After a cold and blustery winter, spring is finally here and it’s time to snap out of the doldrums and start gearing up to hit the reds. As huge schools assemble outside Port Phillip Heads before gradually making their way along the eastern seaboard towards Melbourne, there’s bound to be some early arrivals on offer this month.
Local lure and soft plastic enthusiast, Phil Jordan says the water temperature on Corio Bay has dropped to below 10ºC and as a result the resident snapper have been tough to tempt. However, the fishing is expected to pick up over the coming weeks, and at this time last year some solid reds to 6kg were taken in the vicinity of Corio Quay on Gulp! Turtle Back Worms as well as more traditional offerings, including baits of pilchard and silver whiting.
According to Phil, the past few weeks have been productive for smaller pinkie snapper and snotty trevalla, particularly amongst the Geelong waterfront piers and jetties on the turn of the tide. Further west, squid have been a reliable target at both Clifton Springs and St Leonards over patches of reef and weed in 4-6m of water. As we move into spring, larger specimens up to 2kg and beyond are expected to make more of an appearance.

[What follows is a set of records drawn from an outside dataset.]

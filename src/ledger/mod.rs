//! Ledger query boundary.
//!
//! The indexer's sole inbound data source: a bounded "query events" call
//! against a fullnode, returning one ascending page of events per request.
//! Delivery is at-least-once — after a cursor reset the same events can be
//! observed again, so everything downstream must be idempotent.

pub mod rpc;

use async_trait::async_trait;
use num_bigint::BigUint;
use serde::{Deserialize, Serialize};
use thiserror::Error;

pub use rpc::RpcLedgerClient;

/// Opaque resumption point for event pagination.
///
/// The pair (transaction digest, event sequence) identifies the last event
/// already seen; the next query returns events strictly after it.
#[derive(Debug, Clone, PartialEq, Eq, Serialize, Deserialize)]
pub struct EventCursor {
    #[serde(rename = "txDigest")]
    pub tx_digest: String,
    #[serde(rename = "eventSeq")]
    pub event_seq: String,
}

/// One event as delivered by the ledger.
#[derive(Debug, Clone)]
pub struct LedgerEvent {
    /// Decoded Move event fields, still untyped at this boundary.
    pub parsed_json: serde_json::Value,
    pub tx_digest: String,
    /// Global, monotonically increasing per event type. Arbitrary precision:
    /// long-running chains overflow u64.
    pub sequence: BigUint,
    pub timestamp_ms: Option<u64>,
}

/// One bounded page of events, ascending by sequence.
#[derive(Debug, Clone, Default)]
pub struct EventPage {
    pub events: Vec<LedgerEvent>,
    pub next_cursor: Option<EventCursor>,
    pub has_more: bool,
}

/// Errors from the ledger boundary.
///
/// `InvalidCursor` is classified by the fullnode's explicit error code, not
/// by message text, so the poller can distinguish "resume point no longer
/// valid, re-scan from the beginning" from ordinary transport failures.
#[derive(Debug, Error)]
pub enum LedgerError {
    #[error("invalid or stale cursor rejected by ledger")]
    InvalidCursor,

    #[error("ledger rpc error {code}: {message}")]
    Rpc { code: i64, message: String },

    #[error("ledger transport error: {0}")]
    Transport(#[from] reqwest::Error),

    #[error("failed to decode ledger response: {0}")]
    Decode(String),
}

/// Pull interface to the ledger, injected into the poll loop so it can be
/// driven by a fake in tests.
#[async_trait]
pub trait LedgerClient: Send + Sync {
    /// Fetch up to `limit` events matching `event_type`, strictly after
    /// `cursor` (or from the beginning when `None`), in ascending order.
    async fn query_events(
        &self,
        event_type: &str,
        cursor: Option<EventCursor>,
        limit: usize,
    ) -> Result<EventPage, LedgerError>;
}
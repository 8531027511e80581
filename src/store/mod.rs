//! Relational store boundary.
//!
//! Every write is an idempotent upsert keyed by a natural on-chain
//! identifier; no multi-entity transaction is assumed. The trait seam lets
//! the poll loop and handlers run against the in-memory store in tests and
//! PostgreSQL in production.

pub mod memory;
pub mod models;
pub mod postgres;

use anyhow::Result;
use async_trait::async_trait;

pub use memory::MemoryStore;
pub use models::{Checkpoint, ChannelMapping, Content, Creator, DeadLetter, Subscription, Tier};
pub use postgres::PostgresStore;

use crate::events::EventKind;

#[async_trait]
pub trait Store: Send + Sync {
    // Checkpoints
    async fn get_checkpoint(&self, kind: EventKind) -> Result<Option<Checkpoint>>;
    async fn set_checkpoint(&self, checkpoint: &Checkpoint) -> Result<()>;

    // Creators
    async fn upsert_creator(&self, creator: &Creator) -> Result<()>;
    async fn get_creator(&self, address: &str) -> Result<Option<Creator>>;

    // Tiers
    async fn upsert_tier(&self, tier: &Tier) -> Result<()>;
    async fn get_tier(&self, tier_id: &str) -> Result<Option<Tier>>;

    // Content
    async fn upsert_content(&self, content: &Content) -> Result<()>;
    async fn get_content(&self, content_id: &str) -> Result<Option<Content>>;

    // Subscriptions
    async fn upsert_subscription(&self, subscription: &Subscription) -> Result<()>;
    async fn get_subscription(&self, subscription_id: &str) -> Result<Option<Subscription>>;

    // Channel mappings
    async fn upsert_channel_mapping(&self, mapping: &ChannelMapping) -> Result<()>;
    async fn get_channel_mapping(
        &self,
        user_address: &str,
        creator_address: &str,
    ) -> Result<Option<ChannelMapping>>;

    // Dead letters
    async fn record_dead_letter(&self, dead_letter: &DeadLetter) -> Result<()>;
}
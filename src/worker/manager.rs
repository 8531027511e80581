//! Spawns and drains the per-event-type pollers.

use std::sync::Arc;
use std::time::Duration;

use log::{error, info, warn};
use tokio::task::JoinHandle;
use tokio_util::sync::CancellationToken;

use crate::events::EventKind;
use crate::ledger::LedgerClient;
use crate::retry::RetryConfig;
use crate::store::Store;
use crate::worker::handlers::EventHandlers;
use crate::worker::poller::EventPoller;

/// Timeout for a poller to finish its in-flight page on shutdown.
const DRAIN_TIMEOUT: Duration = Duration::from_secs(10);

/// Runs one independent poll cycle per tracked event type.
///
/// The cycles share no mutable state beyond the store, whose writes are all
/// idempotent natural-key upserts, so no coordination between them is
/// needed. On shutdown every poller drains its current page before the
/// manager returns.
pub struct IndexerManager {
    ledger: Arc<dyn LedgerClient>,
    store: Arc<dyn Store>,
    package: String,
    poll_interval: Duration,
    page_size: usize,
}

impl IndexerManager {
    pub fn new(
        ledger: Arc<dyn LedgerClient>,
        store: Arc<dyn Store>,
        package: String,
        poll_interval: Duration,
        page_size: usize,
    ) -> Self {
        Self {
            ledger,
            store,
            package,
            poll_interval,
            page_size,
        }
    }

    pub async fn run(self, cancellation_token: CancellationToken) -> anyhow::Result<()> {
        let handlers = Arc::new(EventHandlers::new(
            self.store.clone(),
            RetryConfig::dependency_wait(),
        ));

        let mut running: Vec<(EventKind, JoinHandle<()>)> = Vec::with_capacity(EventKind::ALL.len());

        for kind in EventKind::ALL {
            let poller = EventPoller::new(
                kind,
                &self.package,
                self.ledger.clone(),
                self.store.clone(),
                handlers.clone(),
                self.poll_interval,
                self.page_size,
            );

            let poller_token = cancellation_token.child_token();
            let handle = tokio::spawn(async move {
                if let Err(e) = poller.run(poller_token).await {
                    error!("Poller for {} failed: {:#}", kind, e);
                }
            });

            running.push((kind, handle));
            info!("Poller for {} started", kind);
        }

        cancellation_token.cancelled().await;
        info!("IndexerManager: stopping all pollers...");

        for (kind, handle) in running {
            match tokio::time::timeout(DRAIN_TIMEOUT, handle).await {
                Ok(_) => info!("Poller for {} stopped gracefully", kind),
                Err(_) => warn!(
                    "Poller for {} did not stop within {:?}, continuing...",
                    kind, DRAIN_TIMEOUT
                ),
            }
        }

        info!("IndexerManager: shutdown complete");
        Ok(())
    }
}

Jonathan Balfour also managed a tasty feed of calamari recently, this time over at Point Cook where all the action took place in 3-6m of water just out from the RAAF base airfield. Fishing alongside his brother in-law, the boys managed ten squid in relatively quick succession before shooting back to the ramp to prepare their meal.
Areas of shallow reef at both Altona and Williamstown have been producing plenty of pinkies and although most have been quite small, there are a few larger fish to 2kg amongst the juveniles. Worm and baitfish pattern soft plastics, including Gulp! Nemesis and Turtle Back Worms rigged on a 1/12-1/6oz jigheads are well worth a shot in 3-6m of water. Just as the sun dips below the horizon of an evening generally produces the hottest bite, especially when this coincides with a change in tide. Overcast conditions coupled with a moderate surface chop can also bring the fish on the chew in the shallows.
Casting soft plastics from his pedal powered kayak, Luke Harvey picked up several pinkie snapper to 45cm on the reef at Williamstown. After a slow start earlier at Port Melbourne, Luke says he was somewhat surprised by the larger than usual run of pinkies as he was expecting to be plagued by juveniles. Hopefully this is a good sign of what’s to come later this month.
Bream have been active at times just outside the mouth of the Yarra River at Williamstown where small diving minnows worked alongside the moored yachts have been productive. Land-based anglers fishing with baits of live and cut crab presented hard up against the jetty pylons can also expect some success in this area. At this time of year, there’s also every chance of snaring a snapper in the lower reaches of the Yarra River. Likewise, the structure-laden parts over at Port Melbourne are also known to some produce the odd early season red.
Lure fishing specialist, Toby McClure spent a few hours on the Maribyrnong River recently where he managed a reasonable catch and release bag of bream for this time of year. Launching from the Warmies Boat Ramp at Newport under clear sunny skies around midday, Toby made his way upriver to fish the afternoon incoming tide where he managed half a dozen legal size bream before calling it a day after just a few hours. Toby says some bream were hanging about the bridge pylons though most seem to be further upriver. Whilst a few mulloway were also spotted up on the sounder screen, bites were not forthcoming on this occasion.
The crew from Hooked on Bait and Tackle also suggest the Maribyrnong River is the pick of the local rivers for bream at the moment. The stretch along Flemington Racecourse, as well as further up around Essendon Rowing Club, has been productive on the incoming tides with lure anglers fairing best – flicking crab imitations along the drop off just out from the bluestone edges. Baits of fresh mussel, tube worm and small freshwater yabbies are also well worth a try in this area.
Down the highway at Werribee South, the resident bream have been preoccupied with spawning rituals and somewhat reluctant to feed for the most part. Again, tube worm and small freshwater yabbies are your best bet, particularly up around the island. Further upriver, Nathan Wright managed ten redfin within as many casts whilst flicking a soft plastic amongst from the shore. Though they were mostly small in terms of size, their aggression and willingness to hit a lure certainly made for some entertaining land-based action and helped Nathan fill in half an hour or so.